Content starts
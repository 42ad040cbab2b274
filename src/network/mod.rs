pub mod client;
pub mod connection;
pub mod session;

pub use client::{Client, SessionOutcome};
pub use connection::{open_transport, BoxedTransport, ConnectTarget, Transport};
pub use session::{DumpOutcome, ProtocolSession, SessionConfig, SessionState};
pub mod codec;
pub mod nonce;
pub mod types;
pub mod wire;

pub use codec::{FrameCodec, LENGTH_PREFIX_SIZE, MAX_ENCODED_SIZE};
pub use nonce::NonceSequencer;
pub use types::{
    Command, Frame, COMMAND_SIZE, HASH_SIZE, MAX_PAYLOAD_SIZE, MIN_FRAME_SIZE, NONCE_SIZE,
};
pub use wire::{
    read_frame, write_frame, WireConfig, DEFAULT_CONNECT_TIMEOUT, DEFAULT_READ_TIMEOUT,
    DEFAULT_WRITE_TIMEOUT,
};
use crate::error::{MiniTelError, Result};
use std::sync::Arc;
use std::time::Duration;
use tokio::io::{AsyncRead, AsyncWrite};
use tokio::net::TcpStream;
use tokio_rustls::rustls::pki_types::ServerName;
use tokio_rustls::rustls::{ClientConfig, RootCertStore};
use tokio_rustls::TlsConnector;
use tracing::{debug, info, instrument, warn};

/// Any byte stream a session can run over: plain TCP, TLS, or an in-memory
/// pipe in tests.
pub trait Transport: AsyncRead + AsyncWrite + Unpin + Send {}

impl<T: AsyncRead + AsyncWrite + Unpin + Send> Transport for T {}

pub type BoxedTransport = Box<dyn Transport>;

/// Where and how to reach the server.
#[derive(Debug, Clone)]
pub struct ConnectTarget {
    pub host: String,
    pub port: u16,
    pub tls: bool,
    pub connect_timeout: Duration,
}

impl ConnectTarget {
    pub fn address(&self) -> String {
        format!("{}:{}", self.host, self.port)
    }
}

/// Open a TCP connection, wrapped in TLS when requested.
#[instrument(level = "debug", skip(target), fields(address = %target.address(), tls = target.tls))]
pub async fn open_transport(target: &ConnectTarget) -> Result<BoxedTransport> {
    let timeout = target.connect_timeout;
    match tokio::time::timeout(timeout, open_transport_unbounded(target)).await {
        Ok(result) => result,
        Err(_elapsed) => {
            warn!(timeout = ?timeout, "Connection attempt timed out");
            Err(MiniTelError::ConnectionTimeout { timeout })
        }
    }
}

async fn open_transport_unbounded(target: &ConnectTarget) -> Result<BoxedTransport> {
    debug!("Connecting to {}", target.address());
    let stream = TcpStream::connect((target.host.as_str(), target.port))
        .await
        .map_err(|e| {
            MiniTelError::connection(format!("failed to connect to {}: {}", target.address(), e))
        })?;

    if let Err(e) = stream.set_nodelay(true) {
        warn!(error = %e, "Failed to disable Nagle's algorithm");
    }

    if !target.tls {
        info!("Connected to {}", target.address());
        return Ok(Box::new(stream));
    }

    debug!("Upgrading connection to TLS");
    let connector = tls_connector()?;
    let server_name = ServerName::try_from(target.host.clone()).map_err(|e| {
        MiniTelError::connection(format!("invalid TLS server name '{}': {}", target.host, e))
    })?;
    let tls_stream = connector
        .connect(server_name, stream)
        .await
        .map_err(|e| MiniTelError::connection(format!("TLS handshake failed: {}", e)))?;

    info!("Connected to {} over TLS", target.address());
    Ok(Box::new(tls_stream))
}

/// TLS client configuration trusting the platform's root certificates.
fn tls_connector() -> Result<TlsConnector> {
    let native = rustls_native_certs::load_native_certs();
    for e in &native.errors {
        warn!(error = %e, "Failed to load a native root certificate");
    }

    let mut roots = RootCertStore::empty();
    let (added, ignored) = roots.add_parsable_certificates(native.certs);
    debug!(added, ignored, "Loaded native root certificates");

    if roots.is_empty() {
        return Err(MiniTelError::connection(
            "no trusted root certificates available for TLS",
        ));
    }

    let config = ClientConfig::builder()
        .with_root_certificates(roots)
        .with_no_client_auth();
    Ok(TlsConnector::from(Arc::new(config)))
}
Content ends
Content starts
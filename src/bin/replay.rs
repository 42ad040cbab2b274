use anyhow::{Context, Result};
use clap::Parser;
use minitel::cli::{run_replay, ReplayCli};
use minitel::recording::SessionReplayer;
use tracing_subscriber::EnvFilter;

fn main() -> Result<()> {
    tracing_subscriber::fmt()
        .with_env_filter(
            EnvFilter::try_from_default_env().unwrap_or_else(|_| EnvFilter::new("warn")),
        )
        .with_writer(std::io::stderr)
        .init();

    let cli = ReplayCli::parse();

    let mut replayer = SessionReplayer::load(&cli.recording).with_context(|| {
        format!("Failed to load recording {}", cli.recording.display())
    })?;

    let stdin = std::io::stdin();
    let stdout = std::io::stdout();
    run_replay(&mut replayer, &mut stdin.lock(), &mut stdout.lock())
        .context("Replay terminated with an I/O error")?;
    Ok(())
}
Content ends
Content starts
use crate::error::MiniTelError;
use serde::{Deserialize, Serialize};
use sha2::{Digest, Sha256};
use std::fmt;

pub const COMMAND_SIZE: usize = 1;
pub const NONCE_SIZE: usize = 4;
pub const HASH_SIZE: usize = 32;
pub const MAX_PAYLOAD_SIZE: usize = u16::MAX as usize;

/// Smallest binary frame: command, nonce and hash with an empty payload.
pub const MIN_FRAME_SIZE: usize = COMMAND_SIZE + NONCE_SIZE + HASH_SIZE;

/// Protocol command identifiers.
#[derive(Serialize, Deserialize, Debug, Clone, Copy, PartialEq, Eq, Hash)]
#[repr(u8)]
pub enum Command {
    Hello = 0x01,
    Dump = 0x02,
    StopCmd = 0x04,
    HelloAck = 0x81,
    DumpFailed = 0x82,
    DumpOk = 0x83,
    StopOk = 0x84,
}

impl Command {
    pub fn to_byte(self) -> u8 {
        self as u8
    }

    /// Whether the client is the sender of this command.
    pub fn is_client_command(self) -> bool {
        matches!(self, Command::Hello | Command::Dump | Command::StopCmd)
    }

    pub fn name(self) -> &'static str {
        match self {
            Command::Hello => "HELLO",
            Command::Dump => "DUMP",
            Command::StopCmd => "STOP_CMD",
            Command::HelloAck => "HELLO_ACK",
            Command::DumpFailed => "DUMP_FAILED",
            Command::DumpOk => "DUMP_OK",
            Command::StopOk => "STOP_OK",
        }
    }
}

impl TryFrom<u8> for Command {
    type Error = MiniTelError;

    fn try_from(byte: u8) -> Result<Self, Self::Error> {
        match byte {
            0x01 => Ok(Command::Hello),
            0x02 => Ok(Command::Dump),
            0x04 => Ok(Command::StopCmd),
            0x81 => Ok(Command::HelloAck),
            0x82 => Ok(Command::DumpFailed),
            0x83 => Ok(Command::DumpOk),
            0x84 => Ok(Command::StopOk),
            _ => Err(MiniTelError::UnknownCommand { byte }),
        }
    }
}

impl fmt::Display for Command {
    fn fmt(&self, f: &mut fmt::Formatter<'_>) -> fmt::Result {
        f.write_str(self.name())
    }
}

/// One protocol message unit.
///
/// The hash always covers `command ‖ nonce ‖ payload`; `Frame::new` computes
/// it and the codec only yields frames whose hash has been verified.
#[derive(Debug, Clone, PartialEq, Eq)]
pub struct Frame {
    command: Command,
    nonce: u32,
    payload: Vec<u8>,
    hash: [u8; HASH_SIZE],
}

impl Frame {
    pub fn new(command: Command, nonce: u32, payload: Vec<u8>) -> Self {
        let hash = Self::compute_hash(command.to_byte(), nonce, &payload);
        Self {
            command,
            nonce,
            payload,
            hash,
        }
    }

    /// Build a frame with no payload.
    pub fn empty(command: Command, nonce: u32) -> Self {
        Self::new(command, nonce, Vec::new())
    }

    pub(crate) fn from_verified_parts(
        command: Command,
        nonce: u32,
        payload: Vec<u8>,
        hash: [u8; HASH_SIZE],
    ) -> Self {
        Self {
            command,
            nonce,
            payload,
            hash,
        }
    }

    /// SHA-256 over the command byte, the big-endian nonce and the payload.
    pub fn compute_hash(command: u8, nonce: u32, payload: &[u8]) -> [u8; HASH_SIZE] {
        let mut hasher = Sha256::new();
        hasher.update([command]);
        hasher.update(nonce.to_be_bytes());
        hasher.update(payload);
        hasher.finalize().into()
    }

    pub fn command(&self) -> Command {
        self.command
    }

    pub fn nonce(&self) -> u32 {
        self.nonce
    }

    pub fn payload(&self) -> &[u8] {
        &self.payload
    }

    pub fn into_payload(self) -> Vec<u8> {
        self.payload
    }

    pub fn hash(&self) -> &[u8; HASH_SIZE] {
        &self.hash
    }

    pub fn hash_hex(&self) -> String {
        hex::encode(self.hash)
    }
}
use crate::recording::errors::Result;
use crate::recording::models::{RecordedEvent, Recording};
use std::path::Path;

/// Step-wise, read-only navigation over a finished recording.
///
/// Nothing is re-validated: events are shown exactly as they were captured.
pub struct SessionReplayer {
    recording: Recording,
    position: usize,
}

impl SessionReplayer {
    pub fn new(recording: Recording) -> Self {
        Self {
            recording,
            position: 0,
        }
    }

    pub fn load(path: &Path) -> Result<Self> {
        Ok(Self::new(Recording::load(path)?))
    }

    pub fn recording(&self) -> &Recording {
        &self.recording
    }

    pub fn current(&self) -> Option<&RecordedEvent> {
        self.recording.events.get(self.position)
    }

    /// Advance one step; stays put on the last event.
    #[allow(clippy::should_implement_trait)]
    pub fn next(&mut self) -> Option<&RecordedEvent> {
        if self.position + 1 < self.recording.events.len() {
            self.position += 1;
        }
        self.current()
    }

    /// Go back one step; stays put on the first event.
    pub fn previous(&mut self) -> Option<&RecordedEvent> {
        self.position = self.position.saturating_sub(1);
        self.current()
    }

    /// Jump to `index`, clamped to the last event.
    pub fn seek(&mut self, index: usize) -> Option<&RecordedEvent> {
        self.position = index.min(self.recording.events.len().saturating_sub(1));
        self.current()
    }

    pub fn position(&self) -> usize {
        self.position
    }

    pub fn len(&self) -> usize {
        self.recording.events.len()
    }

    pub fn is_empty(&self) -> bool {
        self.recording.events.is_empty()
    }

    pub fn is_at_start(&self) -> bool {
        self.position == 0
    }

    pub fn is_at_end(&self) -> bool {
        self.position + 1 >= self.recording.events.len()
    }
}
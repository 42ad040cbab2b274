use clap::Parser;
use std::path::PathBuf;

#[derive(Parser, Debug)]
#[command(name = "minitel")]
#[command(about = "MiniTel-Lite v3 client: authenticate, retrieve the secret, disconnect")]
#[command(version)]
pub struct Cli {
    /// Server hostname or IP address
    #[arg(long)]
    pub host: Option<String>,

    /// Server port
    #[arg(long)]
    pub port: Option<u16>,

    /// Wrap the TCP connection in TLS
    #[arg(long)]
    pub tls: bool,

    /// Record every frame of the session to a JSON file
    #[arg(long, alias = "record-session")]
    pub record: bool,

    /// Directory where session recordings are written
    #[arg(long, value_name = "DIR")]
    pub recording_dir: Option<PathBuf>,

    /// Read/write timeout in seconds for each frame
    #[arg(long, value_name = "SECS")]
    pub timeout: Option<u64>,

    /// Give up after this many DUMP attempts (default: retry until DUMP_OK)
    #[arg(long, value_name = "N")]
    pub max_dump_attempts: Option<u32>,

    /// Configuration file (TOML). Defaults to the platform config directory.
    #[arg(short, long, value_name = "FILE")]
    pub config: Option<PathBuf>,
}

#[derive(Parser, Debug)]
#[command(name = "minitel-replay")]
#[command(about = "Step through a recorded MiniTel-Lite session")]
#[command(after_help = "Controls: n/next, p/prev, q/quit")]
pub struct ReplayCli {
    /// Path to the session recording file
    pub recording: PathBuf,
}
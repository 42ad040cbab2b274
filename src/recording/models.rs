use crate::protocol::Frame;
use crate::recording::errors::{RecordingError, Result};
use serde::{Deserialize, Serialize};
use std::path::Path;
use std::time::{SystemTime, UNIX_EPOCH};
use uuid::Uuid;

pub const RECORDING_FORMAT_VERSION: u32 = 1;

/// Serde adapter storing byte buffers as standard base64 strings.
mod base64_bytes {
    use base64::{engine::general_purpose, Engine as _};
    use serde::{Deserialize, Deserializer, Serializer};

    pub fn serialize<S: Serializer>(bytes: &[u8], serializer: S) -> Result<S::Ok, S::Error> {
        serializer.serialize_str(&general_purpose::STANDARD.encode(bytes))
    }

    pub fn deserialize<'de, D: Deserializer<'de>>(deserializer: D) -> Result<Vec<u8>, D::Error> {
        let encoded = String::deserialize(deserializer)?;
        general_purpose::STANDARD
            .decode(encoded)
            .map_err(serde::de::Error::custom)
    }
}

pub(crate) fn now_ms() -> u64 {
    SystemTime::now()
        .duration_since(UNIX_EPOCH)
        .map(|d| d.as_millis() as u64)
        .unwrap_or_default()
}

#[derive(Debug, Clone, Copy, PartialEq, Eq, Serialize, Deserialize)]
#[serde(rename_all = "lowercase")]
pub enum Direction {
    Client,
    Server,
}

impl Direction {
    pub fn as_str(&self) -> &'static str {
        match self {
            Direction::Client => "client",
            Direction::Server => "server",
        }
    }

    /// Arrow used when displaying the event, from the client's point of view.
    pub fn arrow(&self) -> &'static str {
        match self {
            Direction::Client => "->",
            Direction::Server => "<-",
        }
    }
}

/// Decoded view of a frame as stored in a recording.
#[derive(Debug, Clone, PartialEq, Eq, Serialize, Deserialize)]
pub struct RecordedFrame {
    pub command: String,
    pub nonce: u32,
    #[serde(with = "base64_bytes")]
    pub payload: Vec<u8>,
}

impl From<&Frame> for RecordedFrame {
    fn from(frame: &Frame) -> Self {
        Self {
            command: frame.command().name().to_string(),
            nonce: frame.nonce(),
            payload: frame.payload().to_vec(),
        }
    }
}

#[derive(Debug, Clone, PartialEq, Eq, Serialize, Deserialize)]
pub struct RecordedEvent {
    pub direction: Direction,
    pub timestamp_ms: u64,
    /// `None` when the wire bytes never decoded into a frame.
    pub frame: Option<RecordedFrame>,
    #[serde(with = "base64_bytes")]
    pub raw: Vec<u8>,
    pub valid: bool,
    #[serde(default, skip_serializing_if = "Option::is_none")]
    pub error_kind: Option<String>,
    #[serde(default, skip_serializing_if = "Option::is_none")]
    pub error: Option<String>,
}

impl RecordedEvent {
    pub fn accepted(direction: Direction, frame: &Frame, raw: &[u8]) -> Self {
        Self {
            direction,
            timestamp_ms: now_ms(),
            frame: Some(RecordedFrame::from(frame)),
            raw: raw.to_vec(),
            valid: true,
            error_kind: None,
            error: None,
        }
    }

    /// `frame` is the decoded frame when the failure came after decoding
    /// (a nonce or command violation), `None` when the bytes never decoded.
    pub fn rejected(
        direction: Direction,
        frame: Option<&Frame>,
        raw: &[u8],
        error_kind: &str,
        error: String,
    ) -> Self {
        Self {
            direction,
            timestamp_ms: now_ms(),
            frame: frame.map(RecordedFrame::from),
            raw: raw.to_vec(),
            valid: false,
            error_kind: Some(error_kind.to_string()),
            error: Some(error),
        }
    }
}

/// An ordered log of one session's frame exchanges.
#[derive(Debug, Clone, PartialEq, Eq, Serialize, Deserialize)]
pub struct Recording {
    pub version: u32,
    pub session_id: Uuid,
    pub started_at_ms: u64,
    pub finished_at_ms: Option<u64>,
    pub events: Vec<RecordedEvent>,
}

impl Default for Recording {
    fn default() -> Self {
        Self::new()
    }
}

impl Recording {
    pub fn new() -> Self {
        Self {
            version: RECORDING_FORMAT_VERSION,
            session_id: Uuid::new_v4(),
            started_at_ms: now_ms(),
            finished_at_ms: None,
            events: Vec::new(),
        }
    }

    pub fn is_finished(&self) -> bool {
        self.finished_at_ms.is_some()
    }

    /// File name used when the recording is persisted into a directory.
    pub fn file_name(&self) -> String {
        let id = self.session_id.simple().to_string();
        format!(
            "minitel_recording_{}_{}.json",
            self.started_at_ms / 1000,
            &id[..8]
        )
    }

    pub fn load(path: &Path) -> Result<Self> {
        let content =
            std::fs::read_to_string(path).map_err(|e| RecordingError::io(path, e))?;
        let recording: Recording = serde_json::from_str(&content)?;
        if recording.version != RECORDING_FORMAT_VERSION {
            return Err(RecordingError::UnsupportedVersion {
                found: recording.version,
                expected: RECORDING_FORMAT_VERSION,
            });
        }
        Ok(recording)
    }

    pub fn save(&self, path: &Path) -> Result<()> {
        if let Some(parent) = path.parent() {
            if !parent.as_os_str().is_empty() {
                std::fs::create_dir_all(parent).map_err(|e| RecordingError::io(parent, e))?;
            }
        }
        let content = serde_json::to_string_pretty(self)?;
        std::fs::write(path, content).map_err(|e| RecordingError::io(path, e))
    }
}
Content ends
**Problem**
Provide the number of lines above containing "warn" and nothing else.

**Response area**
5